One of the first adult Star Wars novels of the new canon was Tarkin, by franchise veteran James Luceno. Many of Luceno’s books have been “biographical” in nature, choosing a subject and covering a large swath of their existence in one story. Sometimes this works well, as in Darth Plagueis, which had a pretty open canvas to work with and, perhaps most importantly, a definitive climax and resolution that had never been told in detail. Other times, notably when alternating between backstory and events in the “present day”, Luceno has had trouble maintaining a balance between the primary plot and the wide-ranging flashbacks (do you even remember what Millennium Falcon‘s framing story was? I don’t).

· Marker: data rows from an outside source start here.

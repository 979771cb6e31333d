// ============================================================================
// FESTIVAL MAP PWA - Cirkulær Madbod (RUST PURO + WASM)
// ============================================================================
// - Views: funciones que renderizan DOM
// - ViewModels: cálculos puros (heatmap, dashboard, detalle de puesto)
// - Services: repositorios sobre localStorage, fetch de data.json, export
// - State: AppState con Rc<RefCell> + notificaciones incrementales
// - Models: estructuras serializables
// ============================================================================

pub mod config;
pub mod models;
pub mod services;
pub mod viewmodels;
pub mod state;
pub mod dom;
pub mod views;
pub mod utils;
pub mod app;

use std::cell::RefCell;

use wasm_bindgen::prelude::*;

use crate::app::App;
use crate::config::CONFIG;
use crate::state::app_state::IncrementalUpdate;

thread_local! {
    static APP: RefCell<Option<App>> = const { RefCell::new(None) };
}

#[wasm_bindgen(start)]
pub fn main() -> Result<(), JsValue> {
    console_error_panic_hook::set_once();

    let level = if CONFIG.is_logging_enabled() { log::Level::Info } else { log::Level::Warn };
    wasm_logger::init(wasm_logger::Config::new(level));
    log::info!("🚀 Cirkulær Madbod - Rust Puro");

    let mut app = App::new()?;
    app.render()?;

    APP.with(|app_cell| {
        *app_cell.borrow_mut() = Some(app);
    });
    Ok(())
}

/// Aplica una actualización incremental sobre la app viva
pub fn apply_app_update(update: IncrementalUpdate) {
    APP.with(|app_cell| match app_cell.borrow().as_ref() {
        Some(app) => {
            if let Err(e) = app.update_incremental(update.clone()) {
                log::error!("❌ [UPDATE] Error en {:?}: {:?}", update, e);
            }
        }
        None => log::warn!("⚠️ [UPDATE] App no está inicializada"),
    });
}

/// Abre el modal de un puesto (llamable desde JavaScript)
#[wasm_bindgen(js_name = showStall)]
pub fn show_stall(stall_id: &str) {
    APP.with(|app_cell| {
        if let Some(app) = app_cell.borrow().as_ref() {
            if let Err(e) = views::open_stall_modal(app.state(), stall_id) {
                log::error!("❌ [MODAL] {:?}", e);
            }
        }
    });
}

/// Like desde JavaScript; ignora likes repetidos
#[wasm_bindgen(js_name = likeStall)]
pub fn like_stall(stall_id: &str) {
    APP.with(|app_cell| {
        if let Some(app) = app_cell.borrow().as_ref() {
            app.state().like_stall(stall_id);
        }
    });
}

This was the case with Tarkin, I felt—“the central story of Teller and his group of renegades stealing the Carrion Spike and cutting a swath through the Empire with it was actually pretty interesting,” I wrote at the time, “but ultimately I think I would’ve preferred a novel of just that.” Unlike with Falcon, I was more interested in the present than in the past, but the issue was the same—an imbalance wherein the thing I really wanted to read was constantly being interrupted by something far less interesting and only nominally related.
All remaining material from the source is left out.